[INPUT MATERIAL]:

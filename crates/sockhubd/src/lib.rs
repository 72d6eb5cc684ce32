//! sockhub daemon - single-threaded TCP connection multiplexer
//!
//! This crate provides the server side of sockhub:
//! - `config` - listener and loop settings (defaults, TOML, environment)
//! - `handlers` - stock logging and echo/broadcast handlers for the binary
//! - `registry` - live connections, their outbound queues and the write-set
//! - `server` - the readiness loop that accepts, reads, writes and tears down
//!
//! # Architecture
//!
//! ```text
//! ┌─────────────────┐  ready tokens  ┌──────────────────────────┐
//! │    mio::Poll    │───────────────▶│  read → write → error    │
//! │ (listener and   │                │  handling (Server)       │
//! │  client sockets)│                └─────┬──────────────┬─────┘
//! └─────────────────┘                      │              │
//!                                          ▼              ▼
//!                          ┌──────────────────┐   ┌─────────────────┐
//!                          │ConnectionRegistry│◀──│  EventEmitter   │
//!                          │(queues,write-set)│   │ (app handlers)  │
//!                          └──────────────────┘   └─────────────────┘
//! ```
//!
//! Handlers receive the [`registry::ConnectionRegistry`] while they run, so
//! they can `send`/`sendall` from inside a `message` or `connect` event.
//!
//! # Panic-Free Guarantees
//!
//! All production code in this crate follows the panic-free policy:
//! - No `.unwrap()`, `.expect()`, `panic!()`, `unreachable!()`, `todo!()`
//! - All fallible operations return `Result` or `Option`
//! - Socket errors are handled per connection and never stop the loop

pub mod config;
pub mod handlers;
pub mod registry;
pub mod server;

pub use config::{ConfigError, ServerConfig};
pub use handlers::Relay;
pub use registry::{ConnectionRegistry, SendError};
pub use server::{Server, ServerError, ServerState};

==

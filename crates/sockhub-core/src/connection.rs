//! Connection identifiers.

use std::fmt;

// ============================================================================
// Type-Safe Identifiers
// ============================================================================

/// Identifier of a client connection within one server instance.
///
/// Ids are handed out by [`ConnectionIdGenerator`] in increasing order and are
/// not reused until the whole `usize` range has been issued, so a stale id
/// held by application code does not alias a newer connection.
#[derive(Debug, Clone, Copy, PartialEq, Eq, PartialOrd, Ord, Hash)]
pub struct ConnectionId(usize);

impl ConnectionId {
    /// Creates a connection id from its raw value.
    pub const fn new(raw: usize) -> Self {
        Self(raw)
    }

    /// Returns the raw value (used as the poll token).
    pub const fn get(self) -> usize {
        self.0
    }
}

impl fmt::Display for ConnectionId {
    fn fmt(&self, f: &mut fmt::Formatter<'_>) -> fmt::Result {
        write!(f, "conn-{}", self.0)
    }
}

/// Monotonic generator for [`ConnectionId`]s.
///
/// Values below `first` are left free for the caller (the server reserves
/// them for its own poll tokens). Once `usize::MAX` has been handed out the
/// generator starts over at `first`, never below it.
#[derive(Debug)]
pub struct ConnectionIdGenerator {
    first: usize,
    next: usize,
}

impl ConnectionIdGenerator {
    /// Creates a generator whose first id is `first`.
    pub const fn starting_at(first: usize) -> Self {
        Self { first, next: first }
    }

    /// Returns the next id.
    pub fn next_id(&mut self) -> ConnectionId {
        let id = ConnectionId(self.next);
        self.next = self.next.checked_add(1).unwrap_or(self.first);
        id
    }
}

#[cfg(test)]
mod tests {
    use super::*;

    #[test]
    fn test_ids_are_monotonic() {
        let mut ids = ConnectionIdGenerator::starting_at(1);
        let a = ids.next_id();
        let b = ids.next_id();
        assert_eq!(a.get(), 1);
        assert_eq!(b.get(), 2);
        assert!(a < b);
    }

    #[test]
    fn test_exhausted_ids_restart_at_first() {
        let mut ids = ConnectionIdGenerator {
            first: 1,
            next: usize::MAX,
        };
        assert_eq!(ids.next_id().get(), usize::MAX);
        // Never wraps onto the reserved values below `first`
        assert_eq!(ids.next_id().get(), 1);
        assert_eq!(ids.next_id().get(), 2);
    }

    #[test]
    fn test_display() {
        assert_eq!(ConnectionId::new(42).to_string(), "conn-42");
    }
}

[TASK OBJECTIVE]: Tally how many lines include "queues" in the listing above; reply with the number only.

[TASK RESPONSE]: 2